Invited Talk
in
Workshop: Federated Learning: Recent Advances and New Challenges
On the Unreasonable Effectiveness of Federated Averaging with Heterogenous Data
Jianyu Wang
Existing theory predicts that data heterogeneity will degrade the performance of the Federated Averaging (FedAvg) algorithm. However, in practice, the simple FedAvg algorithm converges very well. In this talk, we explain the seemingly unreasonable effectiveness of FedAvg that contradicts the previous theoretical predictions. We find that the key assumption of bounded gradient dissimilarity in previous theoretical analyses is too pessimistic to characterize data heterogeneity in practical applications. For a simple quadratic problem, we demonstrate there exist regimes where large gradient dissimilarity does not have any negative impact on the convergence of FedAvg.
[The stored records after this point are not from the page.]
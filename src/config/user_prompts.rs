//! User prompts for first-time configuration setup

use crate::error::AppError;
use tokio::io::{self, AsyncBufReadExt};

/// Prompts the user for the football data API key and returns the trimmed input.
///
/// # Example
/// ```no_run
/// use koora_teletext::config::user_prompts::prompt_for_api_key;
///
/// # async fn example() -> Result<(), Box<dyn std::error::Error>> {
/// let api_key = prompt_for_api_key().await?;
/// println!("Got {} characters", api_key.len());
/// # Ok(())
/// # }
/// ```
pub async fn prompt_for_api_key() -> Result<String, AppError> {
    println!("Please enter your football API key: ");
    let mut input = String::new();
    let stdin = io::stdin();
    let mut reader = io::BufReader::new(stdin);
    reader.read_line(&mut input).await?;
    Ok(input.trim().to_string())
}
// src/main.rs
use clap::Parser;
use crossterm::{execute, terminal::SetTitle};
use koora_teletext::cli::Args;
use koora_teletext::commands::{
    handle_config_update_command, handle_fixture_command, handle_list_config_command,
    handle_list_mirrored_command, handle_once_command, handle_version_command, resolve_start_date,
};
use koora_teletext::config::Config;
use koora_teletext::data_fetcher::FootballApi;
use koora_teletext::error::AppError;
use koora_teletext::logging::setup_logging;
use koora_teletext::ui::{InteractiveOptions, run_interactive_ui};
use std::io::stdout;

#[tokio::main]
async fn main() -> Result<(), AppError> {
    let args = Args::parse();

    // The guard must outlive every log call so buffered lines are flushed.
    let (log_file_path, _guard) = setup_logging(&args).await?;
    tracing::info!("Logs are being written to: {log_file_path}");

    if args.version {
        return handle_version_command().await;
    }

    if args.list_config {
        return handle_list_config_command().await;
    }

    if args.new_api_key.is_some() || args.new_log_file_path.is_some() || args.clear_log_file_path
    {
        return handle_config_update_command(&args).await;
    }

    if args.list_mirrored {
        let config = Config::load_without_prompt().await?;
        return handle_list_mirrored_command(&config).await;
    }

    // Load config first to fail early if there's an issue
    let config = Config::load().await?;

    let api = FootballApi::from_config(&config)?;

    if let Some(fixture_id) = args.fixture {
        return handle_fixture_command(fixture_id, args.lang, &api).await;
    }

    if args.once || args.debug || args.sync_matches {
        return handle_once_command(&args, &config, &api).await;
    }

    let (date, tab) = resolve_start_date(&args)?;
    execute!(stdout(), SetTitle("KOORA TELETEXT"))?;

    run_interactive_ui(
        api,
        InteractiveOptions {
            language: args.lang,
            tab,
            date,
            priority_league_ids: config.priority_league_ids,
        },
    )
    .await
}
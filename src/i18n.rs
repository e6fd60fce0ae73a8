//! Arabic/English string tables and text direction.

use serde::{Deserialize, Serialize};
use std::fmt;
use std::str::FromStr;

#[derive(Debug, Clone, Copy, Default, PartialEq, Eq, Hash, Serialize, Deserialize)]
#[serde(rename_all = "lowercase")]
pub enum Language {
    #[default]
    Ar,
    En,
}

#[derive(Debug, Clone, Copy, PartialEq, Eq)]
pub enum TextDirection {
    Rtl,
    Ltr,
}

/// Every user-visible label, in one language.
#[derive(Debug)]
pub struct Translations {
    pub title: &'static str,
    pub today: &'static str,
    pub yesterday: &'static str,
    pub tomorrow: &'static str,
    pub loading: &'static str,
    pub no_matches: &'static str,
    pub error: &'static str,
    pub back: &'static str,
    pub lineups: &'static str,
    pub stats: &'static str,
    pub no_lineups: &'static str,
    pub no_stats: &'static str,
    pub starting_xi: &'static str,
    pub substitutes: &'static str,
    pub coach: &'static str,
    pub key_hints: &'static str,
    pub detail_hints: &'static str,
}

const AR: Translations = Translations {
    title: "مواعيد المباريات مباشرة",
    today: "مباريات اليوم",
    yesterday: "مباريات الأمس",
    tomorrow: "مباريات الغد",
    loading: "جاري التحميل...",
    no_matches: "لا توجد مباريات في هذا اليوم.",
    error: "حدث خطأ أثناء جلب البيانات.",
    back: "العودة",
    lineups: "التشكيلة",
    stats: "الإحصائيات",
    no_lineups: "التشكيلة غير متوفرة.",
    no_stats: "الإحصائيات غير متوفرة.",
    starting_xi: "التشكيلة الأساسية",
    substitutes: "البدلاء",
    coach: "المدرب",
    key_hints: "←/→ اليوم  ↑/↓ اختيار  Enter تفاصيل  l اللغة  q خروج",
    detail_hints: "Tab تبديل  Esc العودة  l اللغة  q خروج",
};

const EN: Translations = Translations {
    title: "Live Football Fixtures",
    today: "Today's Matches",
    yesterday: "Yesterday",
    tomorrow: "Tomorrow",
    loading: "Loading...",
    no_matches: "No matches found for this day.",
    error: "An error occurred while fetching data.",
    back: "Back",
    lineups: "Lineups",
    stats: "Stats",
    no_lineups: "Lineups are not available.",
    no_stats: "Statistics are not available.",
    starting_xi: "Starting XI",
    substitutes: "Substitutes",
    coach: "Coach",
    key_hints: "←/→ day  ↑/↓ select  Enter details  l language  q quit",
    detail_hints: "Tab switch  Esc back  l language  q quit",
};

impl Language {
    pub fn translations(self) -> &'static Translations {
        match self {
            Language::Ar => &AR,
            Language::En => &EN,
        }
    }

    pub fn direction(self) -> TextDirection {
        match self {
            Language::Ar => TextDirection::Rtl,
            Language::En => TextDirection::Ltr,
        }
    }

    /// BCP-47 tag of the locale used for time formatting.
    pub fn locale(self) -> &'static str {
        match self {
            Language::Ar => "ar-EG",
            Language::En => "en-US",
        }
    }

    pub fn toggle(self) -> Self {
        match self {
            Language::Ar => Language::En,
            Language::En => Language::Ar,
        }
    }
}

impl fmt::Display for Language {
    fn fmt(&self, f: &mut fmt::Formatter<'_>) -> fmt::Result {
        f.write_str(match self {
            Language::Ar => "ar",
            Language::En => "en",
        })
    }
}

impl FromStr for Language {
    type Err = String;

    fn from_str(s: &str) -> Result<Self, Self::Err> {
        match s.trim().to_ascii_lowercase().as_str() {
            "ar" | "arabic" => Ok(Language::Ar),
            "en" | "english" => Ok(Language::En),
            other => Err(format!("unsupported language '{other}' (expected ar or en)")),
        }
    }
}

#[cfg(test)]
mod tests {
    use super::*;

    #[test]
    fn test_toggle_flips_direction() {
        assert_eq!(Language::Ar.direction(), TextDirection::Rtl);
        assert_eq!(Language::Ar.toggle(), Language::En);
        assert_eq!(Language::Ar.toggle().direction(), TextDirection::Ltr);
        assert_eq!(Language::En.toggle(), Language::Ar);
    }

    #[test]
    fn test_default_is_arabic() {
        assert_eq!(Language::default(), Language::Ar);
        assert_eq!(Language::default().locale(), "ar-EG");
    }

    #[test]
    fn test_parse() {
        assert_eq!("en".parse::<Language>(), Ok(Language::En));
        assert_eq!("AR".parse::<Language>(), Ok(Language::Ar));
        assert!("fi".parse::<Language>().is_err());
    }

    #[test]
    fn test_tables_are_distinct() {
        assert_eq!(Language::En.translations().lineups, "Lineups");
        assert_eq!(Language::Ar.translations().lineups, "التشكيلة");
        assert_ne!(
            Language::Ar.translations().no_matches,
            Language::En.translations().no_matches
        );
    }
}
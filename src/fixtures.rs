//! Shared builders for unit tests

use crate::constants::{LOCATION_ALL, zones};
use crate::models::{
    Dataset, GameType, Position, RankHistory, SeasonKey, Team, TeamId, TeamShotRecord, TotalStat,
    ZoneStat,
};
use chrono::{TimeZone, Utc};
use std::collections::BTreeMap;

/// Franchise ids in league order
pub const TEAM_IDS: [TeamId; 32] = [
    1, 2, 3, 4, 5, 6, 7, 8, 9, 10, 12, 13, 14, 15, 16, 17, 18, 19, 20, 21, 22, 23, 24, 25, 26, 28,
    29, 30, 52, 54, 55, 59,
];

pub fn season() -> SeasonKey {
    SeasonKey::new(2024)
}

pub fn pctg(goals: u32, sog: u32) -> f64 {
    if sog == 0 {
        0.0
    } else {
        f64::from(goals) / f64::from(sog)
    }
}

/// Zone row with placeholder ranks
pub fn zone(area: &str, sog: u32, goals: u32) -> ZoneStat {
    ZoneStat {
        area: area.to_string(),
        sog,
        goals,
        shooting_pctg: pctg(goals, sog),
        sog_rank: 1,
        goals_rank: 1,
        shooting_pctg_rank: 1,
    }
}

/// All-zones totals row with placeholder ranks and averages
pub fn totals(position: Position, sog: u32, goals: u32) -> TotalStat {
    TotalStat {
        location_code: LOCATION_ALL.to_string(),
        position,
        sog,
        goals,
        shooting_pctg: pctg(goals, sog),
        sog_rank: 1,
        goals_rank: 1,
        shooting_pctg_rank: 1,
        sog_league_avg: 0.0,
        goals_league_avg: 0.0,
        shooting_pctg_league_avg: 0.0,
    }
}

/// Totals row carrying explicit ranks
pub fn ranked_totals(
    position: Position,
    sog: u32,
    sog_rank: u32,
    shooting_pctg_rank: u32,
    goals_rank: u32,
) -> TotalStat {
    TotalStat {
        sog_rank,
        shooting_pctg_rank,
        goals_rank,
        ..totals(position, sog, sog / 10)
    }
}

/// Record with zone rows and all/F/D totals derived from them.
///
/// Forwards take `forward_share` of shots and goals; defense the rest.
pub fn record(zone_rows: &[(&str, u32, u32)], forward_share: f64) -> TeamShotRecord {
    let zones: Vec<ZoneStat> = zone_rows
        .iter()
        .map(|&(area, sog, goals)| zone(area, sog, goals))
        .collect();
    let sog: u32 = zones.iter().map(|z| z.sog).sum();
    let goals: u32 = zones.iter().map(|z| z.goals).sum();
    let fwd_sog = (f64::from(sog) * forward_share).round() as u32;
    let fwd_goals = (f64::from(goals) * forward_share).round() as u32;

    TeamShotRecord {
        zones,
        totals: vec![
            totals(Position::All, sog, goals),
            totals(Position::Forwards, fwd_sog, fwd_goals),
            totals(Position::Defense, sog - fwd_sog, goals - fwd_goals),
        ],
    }
}

pub fn team(id: TeamId) -> Team {
    Team {
        id,
        name: format!("Team {}", id),
        city: format!("City {}", id),
        abbr: format!("T{:02}", id),
        color: "#888888".to_string(),
    }
}

/// Dataset over the given team ids and keyed records
pub fn dataset(
    team_ids: &[TeamId],
    records: Vec<(TeamId, SeasonKey, GameType, TeamShotRecord)>,
) -> Dataset {
    let data = records
        .into_iter()
        .map(|(id, season, game_type, record)| {
            (
                format!("{}_{}_{}", id, season, game_type.code()),
                record,
            )
        })
        .collect();

    Dataset {
        fetched_at: Utc.with_ymd_and_hms(2025, 6, 1, 9, 30, 0).unwrap(),
        teams: team_ids.iter().map(|&id| team(id)).collect(),
        data,
        leaders: BTreeMap::new(),
        missing_keys: Vec::new(),
        history: RankHistory::default(),
    }
}

/// Deterministic varied record for the team at league index `i`
pub fn league_record(i: usize, scale: u32) -> TeamShotRecord {
    let rows: Vec<(&str, u32, u32)> = zones::ALL
        .iter()
        .enumerate()
        .map(|(z, &area)| {
            let sog = scale * (5 + ((i * 7 + z * 3) % 41) as u32);
            let goals = sog / (6 + ((i + z) % 5) as u32);
            (area, sog, goals)
        })
        .collect();
    record(&rows, 0.65 + (i % 7) as f64 * 0.02)
}

/// 32 teams with regular-season data, the first 16 also with playoff data
pub fn league_dataset() -> Dataset {
    let mut records = Vec::new();
    for (i, &id) in TEAM_IDS.iter().enumerate() {
        records.push((id, season(), GameType::Regular, league_record(i, 10)));
        if i < 16 {
            records.push((id, season(), GameType::Playoffs, league_record(i + 3, 1)));
        }
    }
    dataset(&TEAM_IDS, records)
}
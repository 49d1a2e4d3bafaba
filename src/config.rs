//! Configuration management and validation.
//!
//! Provides the tunable parameters of ranking and classification:
//! league size, rank band fractions, ratio tier thresholds and the
//! depth of the rank history.

use crate::constants::{
    BOTTOM_10_FRACTION, BOTTOM_25_FRACTION, DEFAULT_LEAGUE_SIZE, DEFAULT_MAX_HISTORY_DAYS,
    DEFAULT_VS_AVERAGE_MARGIN_PCT, TOP_10_FRACTION, TOP_25_FRACTION, thresholds,
};
use crate::error::{Result, ShotMapError};
use serde::{Deserialize, Serialize};
use std::path::Path;
use tracing::debug;

/// Mid/high cut points for one zone ratio (value > cut point => tier set)
#[derive(Debug, Clone, Copy, PartialEq, Serialize, Deserialize)]
pub struct RatioThreshold {
    pub mid: f64,
    pub high: f64,
}

impl RatioThreshold {
    pub const fn new(mid: f64, high: f64) -> Self {
        Self { mid, high }
    }
}

/// Threshold table for every derived zone ratio
#[derive(Debug, Clone, PartialEq, Serialize, Deserialize)]
#[serde(default)]
pub struct TierThresholds {
    pub high_danger: RatioThreshold,
    pub crease: RatioThreshold,
    pub low_slot: RatioThreshold,
    pub point: RatioThreshold,
    pub circle: RatioThreshold,
    pub net_front: RatioThreshold,
    pub corner: RatioThreshold,
    /// Defense share of F+D shots above which the attack counts as D-driven
    pub defense_driven: f64,
    /// Defense share of F+D shots below which the attack counts as F-driven
    pub forward_driven: f64,
}

impl Default for TierThresholds {
    fn default() -> Self {
        use thresholds::*;
        Self {
            high_danger: RatioThreshold::new(HIGH_DANGER_MID, HIGH_DANGER_HIGH),
            crease: RatioThreshold::new(CREASE_MID, CREASE_HIGH),
            low_slot: RatioThreshold::new(LOW_SLOT_MID, LOW_SLOT_HIGH),
            point: RatioThreshold::new(POINT_MID, POINT_HIGH),
            circle: RatioThreshold::new(CIRCLE_MID, CIRCLE_HIGH),
            net_front: RatioThreshold::new(NET_FRONT_MID, NET_FRONT_HIGH),
            corner: RatioThreshold::new(CORNER_MID, CORNER_HIGH),
            defense_driven: DEFENSE_DRIVEN,
            forward_driven: FORWARD_DRIVEN,
        }
    }
}

impl TierThresholds {
    fn named(&self) -> [(&'static str, RatioThreshold); 7] {
        [
            ("high_danger", self.high_danger),
            ("crease", self.crease),
            ("low_slot", self.low_slot),
            ("point", self.point),
            ("circle", self.circle),
            ("net_front", self.net_front),
            ("corner", self.corner),
        ]
    }
}

/// Fractions of the pool size marking the rank bands
#[derive(Debug, Clone, Copy, PartialEq, Serialize, Deserialize)]
#[serde(default)]
pub struct BandFractions {
    pub top_10: f64,
    pub top_25: f64,
    pub bottom_25: f64,
    pub bottom_10: f64,
}

impl Default for BandFractions {
    fn default() -> Self {
        Self {
            top_10: TOP_10_FRACTION,
            top_25: TOP_25_FRACTION,
            bottom_25: BOTTOM_25_FRACTION,
            bottom_10: BOTTOM_10_FRACTION,
        }
    }
}

/// Global configuration for the shot map
#[derive(Debug, Clone, PartialEq, Serialize, Deserialize)]
#[serde(default)]
pub struct ShotMapConfig {
    /// Pool size of the pre-ranked regular-season data
    pub league_size: usize,

    /// Zone ratio tier thresholds
    pub thresholds: TierThresholds,

    /// Rank band fractions
    pub bands: BandFractions,

    /// Rank snapshots kept in the dataset history
    pub max_history_days: usize,

    /// Percentage band around the pool average reported as "even"
    pub vs_average_margin_pct: f64,
}

impl Default for ShotMapConfig {
    fn default() -> Self {
        Self {
            league_size: DEFAULT_LEAGUE_SIZE,
            thresholds: TierThresholds::default(),
            bands: BandFractions::default(),
            max_history_days: DEFAULT_MAX_HISTORY_DAYS,
            vs_average_margin_pct: DEFAULT_VS_AVERAGE_MARGIN_PCT,
        }
    }
}

impl ShotMapConfig {
    /// Load configuration from a JSON file; missing fields take defaults
    pub fn from_file(path: &Path) -> Result<Self> {
        let contents = std::fs::read_to_string(path)?;
        let config: ShotMapConfig = serde_json::from_str(&contents)?;
        config.validate()?;
        debug!("Loaded configuration from {}", path.display());
        Ok(config)
    }

    /// Create configuration with a custom league size
    pub fn with_league_size(mut self, league_size: usize) -> Self {
        self.league_size = league_size;
        self
    }

    /// Create configuration with custom tier thresholds
    pub fn with_thresholds(mut self, thresholds: TierThresholds) -> Self {
        self.thresholds = thresholds;
        self
    }

    /// Create configuration with custom rank band fractions
    pub fn with_bands(mut self, bands: BandFractions) -> Self {
        self.bands = bands;
        self
    }

    /// Create configuration with a custom history depth
    pub fn with_max_history_days(mut self, days: usize) -> Self {
        self.max_history_days = days;
        self
    }

    /// Check the configuration for internal consistency
    pub fn validate(&self) -> Result<()> {
        if self.league_size == 0 {
            return Err(ShotMapError::configuration(
                "League size must be greater than 0",
            ));
        }

        let b = &self.bands;
        let ordered = 0.0 < b.top_10
            && b.top_10 <= b.top_25
            && b.top_25 < b.bottom_25
            && b.bottom_25 <= b.bottom_10
            && b.bottom_10 <= 1.0;
        if !ordered {
            return Err(ShotMapError::configuration(format!(
                "Rank band fractions must satisfy 0 < top_10 <= top_25 < bottom_25 <= bottom_10 <= 1, got {:?}",
                b
            )));
        }

        for (name, threshold) in self.thresholds.named() {
            if threshold.mid > threshold.high {
                return Err(ShotMapError::configuration(format!(
                    "Threshold '{}' has mid {} above high {}",
                    name, threshold.mid, threshold.high
                )));
            }
        }

        if self.thresholds.forward_driven > self.thresholds.defense_driven {
            return Err(ShotMapError::configuration(
                "Forward-driven cut point must not exceed the defense-driven cut point",
            ));
        }

        if self.vs_average_margin_pct < 0.0 {
            return Err(ShotMapError::configuration(
                "Average comparison margin must be non-negative",
            ));
        }

        Ok(())
    }
}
Motivated by this observation, we propose a new quantity average drift at optimum to measure the effects of data heterogeneity and explicitly use it to present a new theoretical analysis of FedAvg. We show that the average drift at optimum is nearly zero across many real-world federated training tasks, whereas the gradient dissimilarity can be large. And our new analysis suggests FedAvg can have identical convergence rates in homogeneous and heterogeneous data settings, and hence, leads to a better understanding of its empirical success.